→ **Goal of the exercise**
Each line that contains the word "struct" is to be copied from the records below.

→ **Data supplied**
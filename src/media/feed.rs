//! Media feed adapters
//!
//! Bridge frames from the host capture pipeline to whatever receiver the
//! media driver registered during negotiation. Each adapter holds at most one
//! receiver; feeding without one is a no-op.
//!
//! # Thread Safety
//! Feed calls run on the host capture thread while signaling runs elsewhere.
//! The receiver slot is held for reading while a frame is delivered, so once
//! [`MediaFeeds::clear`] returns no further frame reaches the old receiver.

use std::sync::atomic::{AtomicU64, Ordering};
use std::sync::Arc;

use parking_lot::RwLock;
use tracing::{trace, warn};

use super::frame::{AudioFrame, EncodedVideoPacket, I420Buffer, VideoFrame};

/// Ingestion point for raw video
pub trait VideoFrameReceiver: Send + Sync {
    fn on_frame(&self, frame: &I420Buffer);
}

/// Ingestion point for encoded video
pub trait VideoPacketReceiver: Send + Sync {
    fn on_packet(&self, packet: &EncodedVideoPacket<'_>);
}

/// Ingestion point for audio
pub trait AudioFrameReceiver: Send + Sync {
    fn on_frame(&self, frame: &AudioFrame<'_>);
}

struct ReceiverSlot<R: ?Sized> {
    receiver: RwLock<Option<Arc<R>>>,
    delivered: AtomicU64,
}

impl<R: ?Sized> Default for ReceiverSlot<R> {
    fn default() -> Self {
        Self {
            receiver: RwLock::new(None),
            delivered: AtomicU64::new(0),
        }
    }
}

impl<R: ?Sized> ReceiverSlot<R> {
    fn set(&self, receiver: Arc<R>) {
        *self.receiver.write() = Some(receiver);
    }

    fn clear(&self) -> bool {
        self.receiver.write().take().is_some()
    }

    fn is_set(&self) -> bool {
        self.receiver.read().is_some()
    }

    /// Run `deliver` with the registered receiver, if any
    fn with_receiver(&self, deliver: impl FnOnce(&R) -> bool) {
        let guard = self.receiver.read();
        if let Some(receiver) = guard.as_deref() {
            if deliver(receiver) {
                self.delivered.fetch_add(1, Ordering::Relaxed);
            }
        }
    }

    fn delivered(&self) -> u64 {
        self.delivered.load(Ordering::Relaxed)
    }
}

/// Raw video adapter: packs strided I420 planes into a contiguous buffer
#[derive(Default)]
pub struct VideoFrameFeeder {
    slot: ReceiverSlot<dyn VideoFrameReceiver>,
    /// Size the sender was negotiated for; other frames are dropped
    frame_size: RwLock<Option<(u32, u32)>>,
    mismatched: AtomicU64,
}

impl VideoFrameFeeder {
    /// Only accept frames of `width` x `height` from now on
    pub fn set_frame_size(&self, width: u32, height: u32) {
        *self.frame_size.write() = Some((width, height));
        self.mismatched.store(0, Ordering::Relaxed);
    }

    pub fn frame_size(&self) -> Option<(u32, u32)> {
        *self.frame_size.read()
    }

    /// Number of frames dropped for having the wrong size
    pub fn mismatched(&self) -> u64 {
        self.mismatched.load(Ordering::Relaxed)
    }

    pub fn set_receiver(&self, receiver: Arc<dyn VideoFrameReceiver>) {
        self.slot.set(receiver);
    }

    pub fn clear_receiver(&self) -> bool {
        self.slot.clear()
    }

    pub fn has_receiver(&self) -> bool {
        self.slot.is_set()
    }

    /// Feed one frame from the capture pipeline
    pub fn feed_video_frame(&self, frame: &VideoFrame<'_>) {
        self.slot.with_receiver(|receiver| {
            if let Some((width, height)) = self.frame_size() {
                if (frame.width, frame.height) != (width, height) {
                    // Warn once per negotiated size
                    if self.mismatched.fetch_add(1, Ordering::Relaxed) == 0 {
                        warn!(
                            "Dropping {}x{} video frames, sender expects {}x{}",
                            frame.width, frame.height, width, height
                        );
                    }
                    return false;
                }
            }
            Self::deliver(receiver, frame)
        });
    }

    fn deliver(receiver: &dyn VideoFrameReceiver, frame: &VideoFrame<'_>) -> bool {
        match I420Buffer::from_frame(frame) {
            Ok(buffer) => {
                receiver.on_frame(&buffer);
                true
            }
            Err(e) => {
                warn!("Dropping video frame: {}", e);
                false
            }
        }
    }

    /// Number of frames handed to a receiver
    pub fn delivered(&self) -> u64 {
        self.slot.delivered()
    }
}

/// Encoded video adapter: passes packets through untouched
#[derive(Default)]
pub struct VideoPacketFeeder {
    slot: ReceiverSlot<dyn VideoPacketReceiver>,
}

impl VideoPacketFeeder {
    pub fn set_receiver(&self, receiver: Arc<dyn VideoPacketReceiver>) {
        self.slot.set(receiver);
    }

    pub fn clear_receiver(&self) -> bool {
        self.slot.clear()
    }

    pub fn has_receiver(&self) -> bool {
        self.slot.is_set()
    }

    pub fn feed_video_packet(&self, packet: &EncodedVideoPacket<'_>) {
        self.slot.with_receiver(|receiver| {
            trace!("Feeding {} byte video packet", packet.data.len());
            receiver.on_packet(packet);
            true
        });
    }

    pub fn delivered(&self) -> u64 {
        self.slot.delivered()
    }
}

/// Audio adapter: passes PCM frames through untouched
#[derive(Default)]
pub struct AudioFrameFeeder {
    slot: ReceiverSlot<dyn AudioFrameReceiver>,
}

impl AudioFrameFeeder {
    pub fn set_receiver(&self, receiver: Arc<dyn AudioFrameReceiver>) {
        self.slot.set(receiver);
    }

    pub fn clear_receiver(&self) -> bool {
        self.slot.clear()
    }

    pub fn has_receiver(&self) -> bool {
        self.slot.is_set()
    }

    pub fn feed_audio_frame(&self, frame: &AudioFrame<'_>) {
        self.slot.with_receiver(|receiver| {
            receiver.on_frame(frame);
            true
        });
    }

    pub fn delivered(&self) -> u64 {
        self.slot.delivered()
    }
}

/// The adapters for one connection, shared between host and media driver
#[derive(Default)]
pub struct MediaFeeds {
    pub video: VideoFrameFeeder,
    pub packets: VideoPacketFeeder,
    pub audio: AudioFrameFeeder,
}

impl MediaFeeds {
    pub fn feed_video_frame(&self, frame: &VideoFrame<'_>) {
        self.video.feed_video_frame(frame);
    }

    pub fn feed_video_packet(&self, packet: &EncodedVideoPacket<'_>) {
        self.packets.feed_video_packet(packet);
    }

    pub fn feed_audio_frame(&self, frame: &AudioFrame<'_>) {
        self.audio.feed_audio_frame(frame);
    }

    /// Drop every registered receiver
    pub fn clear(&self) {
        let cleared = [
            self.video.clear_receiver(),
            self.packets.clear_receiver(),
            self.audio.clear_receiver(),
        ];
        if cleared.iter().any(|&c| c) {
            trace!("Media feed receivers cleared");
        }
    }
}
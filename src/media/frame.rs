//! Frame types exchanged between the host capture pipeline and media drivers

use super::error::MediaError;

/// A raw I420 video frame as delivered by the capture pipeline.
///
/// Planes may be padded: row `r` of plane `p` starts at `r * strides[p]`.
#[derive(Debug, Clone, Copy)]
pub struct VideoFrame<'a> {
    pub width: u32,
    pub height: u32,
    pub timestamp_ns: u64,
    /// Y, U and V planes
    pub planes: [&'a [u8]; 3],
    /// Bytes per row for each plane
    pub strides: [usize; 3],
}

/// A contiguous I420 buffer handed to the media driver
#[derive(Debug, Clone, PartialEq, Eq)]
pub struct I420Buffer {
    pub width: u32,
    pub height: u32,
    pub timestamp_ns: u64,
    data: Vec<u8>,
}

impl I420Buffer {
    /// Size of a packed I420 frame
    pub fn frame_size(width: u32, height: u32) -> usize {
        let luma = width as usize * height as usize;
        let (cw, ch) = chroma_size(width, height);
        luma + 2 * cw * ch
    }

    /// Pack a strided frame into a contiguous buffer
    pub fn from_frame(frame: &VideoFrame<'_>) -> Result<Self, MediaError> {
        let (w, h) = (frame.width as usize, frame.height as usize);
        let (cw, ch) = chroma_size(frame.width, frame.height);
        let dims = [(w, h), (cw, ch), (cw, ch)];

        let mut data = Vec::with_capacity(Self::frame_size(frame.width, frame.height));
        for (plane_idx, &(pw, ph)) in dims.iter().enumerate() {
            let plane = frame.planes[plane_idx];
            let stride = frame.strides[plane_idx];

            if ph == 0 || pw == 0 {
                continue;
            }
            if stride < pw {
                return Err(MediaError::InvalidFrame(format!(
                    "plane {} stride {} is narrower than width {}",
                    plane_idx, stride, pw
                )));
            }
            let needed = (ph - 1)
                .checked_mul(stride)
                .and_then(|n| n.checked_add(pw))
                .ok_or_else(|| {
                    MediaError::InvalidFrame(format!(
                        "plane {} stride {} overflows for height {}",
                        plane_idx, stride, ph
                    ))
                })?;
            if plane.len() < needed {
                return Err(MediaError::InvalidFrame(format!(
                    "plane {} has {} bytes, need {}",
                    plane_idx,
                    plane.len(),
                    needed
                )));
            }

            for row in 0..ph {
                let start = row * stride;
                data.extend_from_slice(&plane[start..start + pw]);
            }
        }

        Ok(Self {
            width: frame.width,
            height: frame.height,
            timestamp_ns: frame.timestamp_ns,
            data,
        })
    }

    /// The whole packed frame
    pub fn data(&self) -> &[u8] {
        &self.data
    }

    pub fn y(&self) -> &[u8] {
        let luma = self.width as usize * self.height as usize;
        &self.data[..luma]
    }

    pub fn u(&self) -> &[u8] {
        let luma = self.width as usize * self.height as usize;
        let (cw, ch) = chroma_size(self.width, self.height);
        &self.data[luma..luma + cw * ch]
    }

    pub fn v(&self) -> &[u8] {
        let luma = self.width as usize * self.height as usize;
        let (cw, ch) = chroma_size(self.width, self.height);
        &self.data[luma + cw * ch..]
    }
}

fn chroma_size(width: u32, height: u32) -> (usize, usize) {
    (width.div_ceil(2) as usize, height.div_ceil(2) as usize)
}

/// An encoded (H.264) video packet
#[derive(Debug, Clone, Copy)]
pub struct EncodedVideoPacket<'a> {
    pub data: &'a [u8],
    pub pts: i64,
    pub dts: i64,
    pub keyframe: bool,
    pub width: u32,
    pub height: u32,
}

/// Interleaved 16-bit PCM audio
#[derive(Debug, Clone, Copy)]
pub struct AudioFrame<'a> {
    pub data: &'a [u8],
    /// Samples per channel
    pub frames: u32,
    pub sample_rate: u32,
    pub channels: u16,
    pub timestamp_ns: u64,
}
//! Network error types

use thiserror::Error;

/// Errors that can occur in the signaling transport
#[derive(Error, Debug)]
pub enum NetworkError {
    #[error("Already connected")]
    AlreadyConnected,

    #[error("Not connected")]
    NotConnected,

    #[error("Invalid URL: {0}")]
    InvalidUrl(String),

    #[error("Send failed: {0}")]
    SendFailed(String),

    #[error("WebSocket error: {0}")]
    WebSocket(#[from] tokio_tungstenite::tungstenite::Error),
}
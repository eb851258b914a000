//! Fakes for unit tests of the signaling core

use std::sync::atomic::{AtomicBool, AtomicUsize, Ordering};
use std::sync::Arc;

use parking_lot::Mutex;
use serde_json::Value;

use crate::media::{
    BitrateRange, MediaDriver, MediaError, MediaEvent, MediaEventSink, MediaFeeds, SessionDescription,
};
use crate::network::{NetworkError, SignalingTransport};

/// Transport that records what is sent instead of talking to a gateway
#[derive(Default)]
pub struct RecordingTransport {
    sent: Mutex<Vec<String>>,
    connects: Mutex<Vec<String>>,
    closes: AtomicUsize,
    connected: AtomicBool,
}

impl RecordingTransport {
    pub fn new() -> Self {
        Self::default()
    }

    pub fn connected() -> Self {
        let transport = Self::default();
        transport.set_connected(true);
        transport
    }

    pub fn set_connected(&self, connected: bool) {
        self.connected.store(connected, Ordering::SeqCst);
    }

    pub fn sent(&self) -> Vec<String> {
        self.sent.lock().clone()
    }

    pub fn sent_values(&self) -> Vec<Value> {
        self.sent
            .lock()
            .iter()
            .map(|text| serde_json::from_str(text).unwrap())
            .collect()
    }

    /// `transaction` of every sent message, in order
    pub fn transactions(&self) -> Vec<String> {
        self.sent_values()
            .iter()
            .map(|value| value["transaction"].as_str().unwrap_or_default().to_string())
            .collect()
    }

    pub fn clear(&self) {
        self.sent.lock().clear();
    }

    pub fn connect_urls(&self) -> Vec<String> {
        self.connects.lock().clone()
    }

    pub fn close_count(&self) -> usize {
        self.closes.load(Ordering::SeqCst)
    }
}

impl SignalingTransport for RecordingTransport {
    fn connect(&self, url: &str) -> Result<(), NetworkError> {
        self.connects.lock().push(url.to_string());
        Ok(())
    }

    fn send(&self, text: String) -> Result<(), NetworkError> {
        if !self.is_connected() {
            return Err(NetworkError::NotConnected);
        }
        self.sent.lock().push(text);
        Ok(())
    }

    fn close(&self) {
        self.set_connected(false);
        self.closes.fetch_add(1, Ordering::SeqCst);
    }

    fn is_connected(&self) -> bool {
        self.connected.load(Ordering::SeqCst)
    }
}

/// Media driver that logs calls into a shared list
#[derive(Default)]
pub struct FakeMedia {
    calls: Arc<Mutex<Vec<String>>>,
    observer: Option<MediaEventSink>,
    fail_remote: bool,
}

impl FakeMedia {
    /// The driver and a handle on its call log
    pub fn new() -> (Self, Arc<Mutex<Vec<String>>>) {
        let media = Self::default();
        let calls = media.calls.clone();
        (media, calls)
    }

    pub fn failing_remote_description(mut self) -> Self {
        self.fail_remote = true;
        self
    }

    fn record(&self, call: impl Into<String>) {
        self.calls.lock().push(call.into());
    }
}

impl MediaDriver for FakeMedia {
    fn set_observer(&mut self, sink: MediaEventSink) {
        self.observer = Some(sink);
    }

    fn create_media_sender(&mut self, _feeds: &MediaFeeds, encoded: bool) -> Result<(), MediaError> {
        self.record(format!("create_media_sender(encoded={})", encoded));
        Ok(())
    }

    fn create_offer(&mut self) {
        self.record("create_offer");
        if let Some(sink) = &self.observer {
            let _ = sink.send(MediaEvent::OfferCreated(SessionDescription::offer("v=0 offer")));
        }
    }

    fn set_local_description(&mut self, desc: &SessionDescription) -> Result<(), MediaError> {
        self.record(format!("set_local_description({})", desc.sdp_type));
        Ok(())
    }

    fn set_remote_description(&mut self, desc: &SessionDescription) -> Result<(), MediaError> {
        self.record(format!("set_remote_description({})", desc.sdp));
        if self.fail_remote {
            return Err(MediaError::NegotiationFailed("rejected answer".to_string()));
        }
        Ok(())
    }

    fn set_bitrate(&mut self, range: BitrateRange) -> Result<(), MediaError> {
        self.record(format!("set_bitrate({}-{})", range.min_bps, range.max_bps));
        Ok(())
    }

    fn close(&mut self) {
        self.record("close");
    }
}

→ **Task output**
struct ReceiverSlot<R: ?Sized> {
pub struct VideoFrameFeeder {
pub struct VideoPacketFeeder {
pub struct AudioFrameFeeder {
pub struct MediaFeeds {
pub struct VideoFrame<'a> {
pub struct I420Buffer {
pub struct EncodedVideoPacket<'a> {
pub struct AudioFrame<'a> {
pub struct RecordingTransport {
pub struct FakeMedia {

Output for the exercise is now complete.